Urteil gegen Verschlüsselung von iPhones

Im Streit mit den US-Behörden um die Entschlüsselung von iPhones hat Apple einen Rückschlag erlitten. Ein US-Richter wies den Konzern an, ein Smartphone eines mutmasslichen Bandenmitglieds in einem Straffall zu entsperren.

Ein iPhone SE in weiss auf einem Tisch, im Hintergrund drei Personen. Bild in Lightbox öffnen.

Bildlegende: Die Ermittler wollten über ein älteres iPhone herausfinden, ob die San-Bernardino-Attentäter in Kontakt zum IS standen. Keystone

Apple müsse die Behörden bei der Auslesung eines Smartphones eines mutmasslichen Bandenmitglieds unterstützen und Zugang zu den Inhalten gewähren, urteilte ein Richter in Boston im US-Staat Massachusetts.

Der US-Konzern hatte sich bislang geweigert. Der Streit um die iPhone-Entschlüsselung hatte sich an der Aufklärung des Anschlags im kalifornischen San Bernardino, bei dem 14 Menschen ums Leben kamen, entzündet.

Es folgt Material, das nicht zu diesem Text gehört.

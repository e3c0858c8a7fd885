//! Top-level module for the patch decomposition.
//!
//! This module provides the geometric and connectivity side of the exchange:
//! - Axis/side vocabulary ([`Side`], [`AxisSide`])
//! - Per-patch bounds ([`LocalBounds`])
//! - Per-patch neighbor tables with local/remote classification ([`NeighborTable`])
//! - The global patch grid and its rank ownership ([`PatchGrid`])

pub mod bounds;
pub mod grid;
pub mod neighbors;
pub mod side;

pub use bounds::LocalBounds;
pub use grid::PatchGrid;
pub use neighbors::{Neighbor, NeighborTable};
pub use side::{AxisSide, MAX_DIM, Side};
//! Wire types for the particle exchange.
//!
//! Two messages cross a face per axis/side/species/step: a [`WireCount`]
//! handshake, then `count` raw [`Particle`] records. Counts are
//! little-endian on the wire. Particle records travel in native layout,
//! as MPI datatypes of homogeneous clusters do.

use crate::data::particle::Particle;
use crate::exchange_error::ExchangeError;
use bytemuck::{Pod, Zeroable};
use static_assertions::const_assert_eq;
use std::mem::size_of;

pub fn cast_slice<T: Pod>(v: &[T]) -> &[u8] {
    bytemuck::cast_slice(v)
}

pub fn cast_slice_mut<T: Pod>(v: &mut [T]) -> &mut [u8] {
    bytemuck::cast_slice_mut(v)
}

pub fn expect_exact_len(actual: usize, expected: usize) -> Result<(), String> {
    if actual == expected {
        Ok(())
    } else {
        Err(format!("expected {expected} bytes, got {actual}"))
    }
}

/// Particle count announced ahead of a bulk transfer.
#[repr(C)]
#[derive(Copy, Clone, Debug, Default, PartialEq, Eq, Pod, Zeroable)]
pub struct WireCount {
    pub n_le: u32,
}

impl WireCount {
    pub fn new(n: usize) -> Result<Self, ExchangeError> {
        let n = u32::try_from(n).map_err(|_| {
            ExchangeError::InvalidConfig(format!("{n} particles do not fit one handshake"))
        })?;
        Ok(Self { n_le: n.to_le() })
    }

    pub fn get(&self) -> usize {
        u32::from_le(self.n_le) as usize
    }
}

const_assert_eq!(size_of::<WireCount>(), 4);
const_assert_eq!(size_of::<Particle>() % 8, 0);

/// Bytes occupied by `n` particle records.
#[inline]
pub const fn particle_bytes(n: usize) -> usize {
    n * size_of::<Particle>()
}

/// Decode a handshake payload received from `neighbor`.
pub fn decode_count(bytes: &[u8], neighbor: usize) -> Result<usize, ExchangeError> {
    expect_exact_len(bytes.len(), size_of::<WireCount>())
        .map_err(|detail| ExchangeError::CommError { neighbor, detail })?;
    let mut c = WireCount::zeroed();
    cast_slice_mut(std::slice::from_mut(&mut c)).copy_from_slice(bytes);
    Ok(c.get())
}

/// Decode exactly `expected` particle records received from `neighbor`.
///
/// The payload is copied into an aligned buffer, so `bytes` may come from
/// any allocation.
pub fn decode_particles(
    bytes: &[u8],
    expected: usize,
    neighbor: usize,
) -> Result<Vec<Particle>, ExchangeError> {
    expect_exact_len(bytes.len(), particle_bytes(expected))
        .map_err(|detail| ExchangeError::CommError { neighbor, detail })?;
    let mut out = vec![Particle::zeroed(); expected];
    cast_slice_mut(&mut out).copy_from_slice(bytes);
    Ok(out)
}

Das Justizministerium wollte Apple in dem Fall per Gerichtsurteil zwingen, eine neue Software zu schreiben, um den Passwortschutz auszuhebeln. Nach wochenlangem Schlagabtausch nahmen die Strafverfolger die Klage aber zurück, da die Bundespolizei FBI das Smartphone ohne Hilfe von Apple entsperren konnte. Bei den neuen iPhones funktioniere die angewandte Methode jedoch nicht, teilte das FBI mit.